Records provided:
//! Filtering, sorting, and paging of directory listings.
//!
//! Listings are filtered in memory over the full fetched set.

use core::cmp::Ordering;

use affiliate_types::lists::{contains_ignore_case, eq_folded};
use affiliate_types::{Network, NetworkId, Offer, OfferStatus};
use rust_decimal::Decimal;
use serde::{Deserialize, Serialize};

/// Page size when the query names none.
pub const DEFAULT_PER_PAGE: u32 = 24;

/// Largest page a caller may request.
pub const MAX_PER_PAGE: u32 = 100;

/// A listing query that cannot be served.
#[derive(Debug, Clone, PartialEq, Eq, thiserror::Error)]
pub enum BrowseError {
    /// `page` was zero.
    #[error("page must be at least 1")]
    InvalidPage,

    /// `per_page` was outside `1..=100`.
    #[error("per_page must be between 1 and {MAX_PER_PAGE}")]
    InvalidPerPage,

    /// `network_id` was not a UUID.
    #[error("invalid network_id: {0}")]
    InvalidNetworkId(String),
}

/// Listing order.
#[derive(Debug, Clone, Copy, Default, PartialEq, Eq, Serialize, Deserialize)]
#[serde(rename_all = "lowercase")]
pub enum SortOrder {
    /// Most recently created first.
    #[default]
    Newest,
    /// Oldest first.
    Oldest,
    /// Name, case-insensitive ascending.
    Name,
    /// Highest payout first, unknown payouts last.
    Payout,
    /// Highest rating first, unrated last.
    Rating,
}

/// One page of a listing.
#[derive(Debug, Clone, PartialEq, Eq, Serialize)]
pub struct Page<T> {
    /// Matching items before paging.
    pub total: usize,
    /// 1-based page number.
    pub page: u32,
    /// Page size.
    pub per_page: u32,
    /// Items on this page.
    pub items: Vec<T>,
}

impl<T> Page<T> {
    /// Transform every item while keeping the paging fields.
    pub fn map<U, F>(self, f: F) -> Page<U>
    where
        F: FnMut(T) -> U,
    {
        Page {
            total: self.total,
            page: self.page,
            per_page: self.per_page,
            items: self.items.into_iter().map(f).collect(),
        }
    }
}

/// Query parameters for network listings.
#[derive(Debug, Clone, Default, PartialEq, Eq, Deserialize)]
pub struct NetworkQuery {
    /// Substring matched against name, description, and tags.
    pub search: Option<String>,
    /// Required category.
    pub category: Option<String>,
    /// Required tag.
    pub tag: Option<String>,
    /// Required geo target.
    pub geo: Option<String>,
    /// Only featured (or only non-featured) networks.
    pub featured: Option<bool>,
    /// Listing order.
    #[serde(default)]
    pub sort: SortOrder,
    /// 1-based page number.
    pub page: Option<u32>,
    /// Page size.
    pub per_page: Option<u32>,
}

/// Query parameters for offer listings.
#[derive(Debug, Clone, Default, PartialEq, Eq, Deserialize)]
pub struct OfferQuery {
    /// Substring matched against name, description, and tags.
    pub search: Option<String>,
    /// Owning network.
    pub network_id: Option<String>,
    /// Required category.
    pub category: Option<String>,
    /// Required tag.
    pub tag: Option<String>,
    /// Required geo target.
    pub geo: Option<String>,
    /// Required device class.
    pub device: Option<String>,
    /// Required vertical.
    pub vertical: Option<String>,
    /// Required payout model.
    pub payout_type: Option<String>,
    /// Required status.
    pub status: Option<OfferStatus>,
    /// Only featured (or only non-featured) offers.
    pub featured: Option<bool>,
    /// Listing order.
    #[serde(default)]
    pub sort: SortOrder,
    /// 1-based page number.
    pub page: Option<u32>,
    /// Page size.
    pub per_page: Option<u32>,
}

/// Validate and default the paging parameters.
pub fn resolve_paging(page: Option<u32>, per_page: Option<u32>) -> Result<(u32, u32), BrowseError> {
    let page = page.unwrap_or(1);
    let per_page = per_page.unwrap_or(DEFAULT_PER_PAGE);
    if page == 0 {
        return Err(BrowseError::InvalidPage);
    }
    if per_page == 0 || per_page > MAX_PER_PAGE {
        return Err(BrowseError::InvalidPerPage);
    }
    Ok((page, per_page))
}

/// Slice the `page`-th page out of `items`.
pub fn paginate<T>(items: Vec<T>, page: u32, per_page: u32) -> Page<T> {
    let total = items.len();
    let size = usize::try_from(per_page).unwrap_or(usize::MAX);
    let skip = usize::try_from(page.saturating_sub(1))
        .unwrap_or(usize::MAX)
        .saturating_mul(size);
    Page {
        total,
        page,
        per_page,
        items: items.into_iter().skip(skip).take(size).collect(),
    }
}

/// Filter, sort, and page networks.
pub fn filter_networks(networks: Vec<Network>, query: &NetworkQuery) -> Result<Page<Network>, BrowseError> {
    let (page, per_page) = resolve_paging(query.page, query.per_page)?;
    let search = folded(query.search.as_deref());

    let mut matched: Vec<Network> = networks
        .into_iter()
        .filter(|n| {
            search
                .as_deref()
                .is_none_or(|s| text_matches(s, &n.name, &n.description, &n.tags))
                && list_filter(&n.categories, query.category.as_deref())
                && list_filter(&n.tags, query.tag.as_deref())
                && list_filter(&n.geo_targets, query.geo.as_deref())
                && query.featured.is_none_or(|f| n.featured == f)
        })
        .collect();

    matched.sort_by(|a, b| match query.sort {
        SortOrder::Newest => b.created_at.cmp(&a.created_at),
        SortOrder::Oldest => a.created_at.cmp(&b.created_at),
        SortOrder::Name => by_name(&a.name, &b.name),
        SortOrder::Payout => desc_none_last(a.minimum_payout, b.minimum_payout),
        SortOrder::Rating => desc_none_last(a.rating, b.rating),
    });

    Ok(paginate(matched, page, per_page))
}

/// Filter, sort, and page offers.
///
/// `default_status` applies when the query names no status; the public
/// listing passes `Some(Active)`, the admin listing passes `None`.
pub fn filter_offers(
    offers: Vec<Offer>,
    query: &OfferQuery,
    default_status: Option<OfferStatus>,
) -> Result<Page<Offer>, BrowseError> {
    let (page, per_page) = resolve_paging(query.page, query.per_page)?;
    let network_id = query
        .network_id
        .as_deref()
        .map(str::trim)
        .filter(|s| !s.is_empty())
        .map(|raw| {
            raw.parse::<NetworkId>()
                .map_err(|_bad| BrowseError::InvalidNetworkId(raw.to_owned()))
        })
        .transpose()?;
    let status = query.status.or(default_status);
    let search = folded(query.search.as_deref());

    let mut matched: Vec<Offer> = offers
        .into_iter()
        .filter(|o| {
            search
                .as_deref()
                .is_none_or(|s| text_matches(s, &o.name, &o.description, &o.tags))
                && network_id.is_none_or(|id| o.network_id == Some(id))
                && status.is_none_or(|s| o.status == s)
                && list_filter(&o.categories, query.category.as_deref())
                && list_filter(&o.tags, query.tag.as_deref())
                && list_filter(&o.geo_targets, query.geo.as_deref())
                && list_filter(&o.devices, query.device.as_deref())
                && list_filter(&o.vertical, query.vertical.as_deref())
                && query.payout_type.as_deref().is_none_or(|want| {
                    o.payout_type
                        .as_deref()
                        .is_some_and(|have| eq_folded(have, want.trim()))
                })
                && query.featured.is_none_or(|f| o.featured == f)
        })
        .collect();

    matched.sort_by(|a, b| match query.sort {
        SortOrder::Newest | SortOrder::Rating => b.created_at.cmp(&a.created_at),
        SortOrder::Oldest => a.created_at.cmp(&b.created_at),
        SortOrder::Name => by_name(&a.name, &b.name),
        SortOrder::Payout => desc_none_last(a.payout, b.payout),
    });

    Ok(paginate(matched, page, per_page))
}

fn folded(search: Option<&str>) -> Option<String> {
    search
        .map(str::trim)
        .filter(|s| !s.is_empty())
        .map(str::to_lowercase)
}

fn text_matches(needle: &str, name: &str, description: &str, tags: &[String]) -> bool {
    name.to_lowercase().contains(needle)
        || description.to_lowercase().contains(needle)
        || tags.iter().any(|t| t.to_lowercase().contains(needle))
}

fn list_filter(list: &[String], wanted: Option<&str>) -> bool {
    wanted
        .map(str::trim)
        .filter(|w| !w.is_empty())
        .is_none_or(|w| contains_ignore_case(list, w))
}

fn by_name(a: &str, b: &str) -> Ordering {
    a.to_lowercase().cmp(&b.to_lowercase())
}

fn desc_none_last(a: Option<Decimal>, b: Option<Decimal>) -> Ordering {
    match (a, b) {
        (Some(x), Some(y)) => y.cmp(&x),
        (Some(_), None) => Ordering::Less,
        (None, Some(_)) => Ordering::Greater,
        (None, None) => Ordering::Equal,
    }
}

#[cfg(test)]
mod tests {
    #![allow(clippy::unwrap_used, clippy::arithmetic_side_effects)]

    use chrono::{Duration, TimeZone, Utc};
    use rust_decimal::Decimal;

    use super::*;

    fn offer(name: &str, age_days: i64) -> Offer {
        let created = Utc.with_ymd_and_hms(2025, 1, 1, 0, 0, 0).unwrap() - Duration::days(age_days);
        Offer {
            id: affiliate_types::OfferId::new(),
            network_id: None,
            name: name.to_owned(),
            description: String::new(),
            image_url: None,
            tracking_url: None,
            payout: None,
            payout_type: None,
            categories: Vec::new(),
            tags: Vec::new(),
            geo_targets: Vec::new(),
            devices: Vec::new(),
            vertical: Vec::new(),
            status: OfferStatus::Active,
            featured: false,
            expires_at: None,
            created_at: created,
            updated_at: created,
        }
    }

    fn names<T>(page: &Page<T>, name: impl Fn(&T) -> &str) -> Vec<String> {
        page.items.iter().map(|i| name(i).to_owned()).collect()
    }

    #[test]
    fn public_default_hides_inactive_offers() {
        let mut paused = offer("Paused", 1);
        paused.status = OfferStatus::Paused;
        let offers = vec![offer("Live", 2), paused];

        let public = filter_offers(offers.clone(), &OfferQuery::default(), Some(OfferStatus::Active)).unwrap();
        assert_eq!(names(&public, |o| o.name.as_str()), vec!["Live"]);

        let admin = filter_offers(offers, &OfferQuery::default(), None).unwrap();
        assert_eq!(admin.total, 2);
    }

    #[test]
    fn search_and_array_filters_ignore_case() {
        let mut a = offer("Crypto Card", 1);
        a.tags = vec!["Fintech".to_owned()];
        a.geo_targets = vec!["US".to_owned()];
        let mut b = offer("Garden Tools", 2);
        b.description = "Fintech-free".to_owned();

        let query = OfferQuery {
            search: Some("fintech".to_owned()),
            geo: Some("us".to_owned()),
            ..OfferQuery::default()
        };
        let page = filter_offers(vec![a, b], &query, None).unwrap();
        assert_eq!(names(&page, |o| o.name.as_str()), vec!["Crypto Card"]);
    }

    #[test]
    fn payout_sort_puts_unknown_last() {
        let mut a = offer("A", 1);
        a.payout = Some(Decimal::new(500, 2));
        let b = offer("B", 2);
        let mut c = offer("C", 3);
        c.payout = Some(Decimal::new(1200, 2));

        let query = OfferQuery {
            sort: SortOrder::Payout,
            ..OfferQuery::default()
        };
        let page = filter_offers(vec![a, b, c], &query, None).unwrap();
        assert_eq!(names(&page, |o| o.name.as_str()), vec!["C", "A", "B"]);
    }

    #[test]
    fn newest_is_default_and_paging_slices() {
        let offers: Vec<Offer> = (0..5).map(|i| offer(&format!("o{i}"), i)).collect();
        let query = OfferQuery {
            page: Some(2),
            per_page: Some(2),
            ..OfferQuery::default()
        };
        let page = filter_offers(offers, &query, None).unwrap();
        assert_eq!(page.total, 5);
        assert_eq!(names(&page, |o| o.name.as_str()), vec!["o2", "o3"]);
    }

    #[test]
    fn paging_bounds_are_enforced() {
        assert_eq!(resolve_paging(None, None), Ok((1, DEFAULT_PER_PAGE)));
        assert_eq!(resolve_paging(Some(0), None), Err(BrowseError::InvalidPage));
        assert_eq!(resolve_paging(None, Some(101)), Err(BrowseError::InvalidPerPage));
        assert_eq!(resolve_paging(None, Some(0)), Err(BrowseError::InvalidPerPage));
    }

    #[test]
    fn bad_network_id_is_reported() {
        let query = OfferQuery {
            network_id: Some("nope".to_owned()),
            ..OfferQuery::default()
        };
        assert_eq!(
            filter_offers(Vec::new(), &query, None).unwrap_err(),
            BrowseError::InvalidNetworkId("nope".to_owned())
        );
    }

    #[test]
    fn page_past_the_end_is_empty() {
        let page = paginate(vec![1, 2, 3], 5, 2);
        assert_eq!(page.total, 3);
        assert!(page.items.is_empty());
    }
}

What the exercise asks:
Look through the records for the word "InvalidPage". Every line that has it should be copied.

Output for this task:
    InvalidPage,
        return Err(BrowseError::InvalidPage);
        assert_eq!(resolve_paging(Some(0), None), Err(BrowseError::InvalidPage));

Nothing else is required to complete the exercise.